More Americans Living Over 100 - What's The Secret?
The number of Americans living up to or over 100 years old is growing, per a recent study by the Centers for Disease Control and Prevention (CDC).
According to the study titled "Mortality Among Centenarians in the United States, 2000â2014," the death rate of centenarians has significantly decreased by 43.6 percent after the turn of the century. The researchers used the mortality data from the National Vital Statistics System from 50 U.S. States as well as data from the District of Columbia.
Key findings showed that from 2000 to 2008, the death rate of people living over 100 years old increased and then surged down until 2014. In 2000, American centenarians were only 50,281 rose up tp 72,197 in 2014.
Meanwhile, death rates of centenarians among the Hispanic population from 2000 to 2006 and the non-Hispanic white and black population from 2000 to 2008. After which, the death rates among all ethnic and racial populations slimmed until 2014.
The study's author, Jiaquan Xu, said per a report from Reuters, "People are more aware of their health, of the importance of staying active and eating healthy food."
Xu also projected that because there's a steady increase in the number of centenarians, in 35 years, there will be approximately 387,000 people living their 100th birthday in the U.S.
Dr. Maria Torroella Carney, chief of geriatric and palliative medicine at Northwell Health, told CBS News, "It's really a sign of continued increase in life expectancy and longevity and a sign of public health efforts and modern medicine over the last two centuries that have contributed to this."

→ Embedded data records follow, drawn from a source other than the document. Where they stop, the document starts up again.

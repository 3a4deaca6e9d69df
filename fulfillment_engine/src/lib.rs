//! Storefront Fulfillment Engine
//!
//! The fulfillment engine turns payments into orders. It checks and reserves stock, reconciles the two ways a payment
//! can be confirmed (a direct charge, or an asynchronous gateway event) into a single order record, and records
//! anything it cannot reconcile for an operator to look at.
//!
//! The library is divided into these main sections:
//! 1. Storage. The backend contracts live in [`mod@traits`], and [`SqliteDatabase`] implements all of them. The data
//!    types stored in the database are defined in [`mod@db_types`] and are public.
//! 2. The engine public API ([`mod@fe_api`]). [`OrderFinalizer`] is the single writer of orders and stock
//!    decrements. [`WebhookProcessor`] and [`DirectOrderApi`] are the two entry points that lead to it, and
//!    [`CheckoutSessionApi`] prepares the sessions the webhook later completes.
//!
//! The engine also emits events that can be subscribed to (see [`mod@events`]), for example when an order has been
//! paid for, so that receipts can be sent without holding up the order flow.
pub mod db_types;
pub mod events;
pub mod fe_api;
pub mod helpers;
#[cfg(feature = "sqlite")]
pub mod sqlite;
pub mod traits;

pub use fe_api::{
    catalog_api::CatalogApi,
    checkout_api::{CheckoutSessionApi, CheckoutUrls},
    direct_order_api::{DirectOrderApi, DEFAULT_CHARGE_TIMEOUT},
    errors::{CheckoutError, FinalizeError, OrderFlowError},
    order_finalizer::OrderFinalizer,
    order_objects::{FinalizeOutcome, OrderRequest},
    webhook_api::WebhookProcessor,
    webhook_objects::WebhookAck,
};
#[cfg(feature = "sqlite")]
pub use sqlite::SqliteDatabase;
pub use traits::{FulfillmentDatabase, InventoryManagement, OrderManagement, PaymentGateway};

Carney told the news outlet that unlike 1900s, where the average age for mortality is 40, the average life expectancy in the 21st century grew to 70 due to medical development and efforts to sanitation and clean water.
"In the 1900s, we had sanitation and clean water efforts that really helped. Prevention of maternal death and child maternal injuries and accidents, too. The development of vaccinations and antibiotics in that century really decreased mortality," Carney explained. "Then in 2000, vaccines grew more: zoster vaccines [for shingles], influenza and the expansion of use of the use influenza vaccines, pneumonia vaccines."
Meanwhile, the CDC report that the usual cause of death among U.S. centenarians are Alzheimer's disease, stroke, cancer, influenza, pneumonia and heart disease. There was also an alarming 119 percent increase in the number of centenarians dying from Alzheimer's disease.
This increase, according to Carney per CBS News is "troubling."
She said, "While people are living longer and surviving other illnesses, they're seemingly dying of Alzheimer's and dementia. So it makes me question, how is this population living? They may be living longer but are they living well? We don't know that from this study."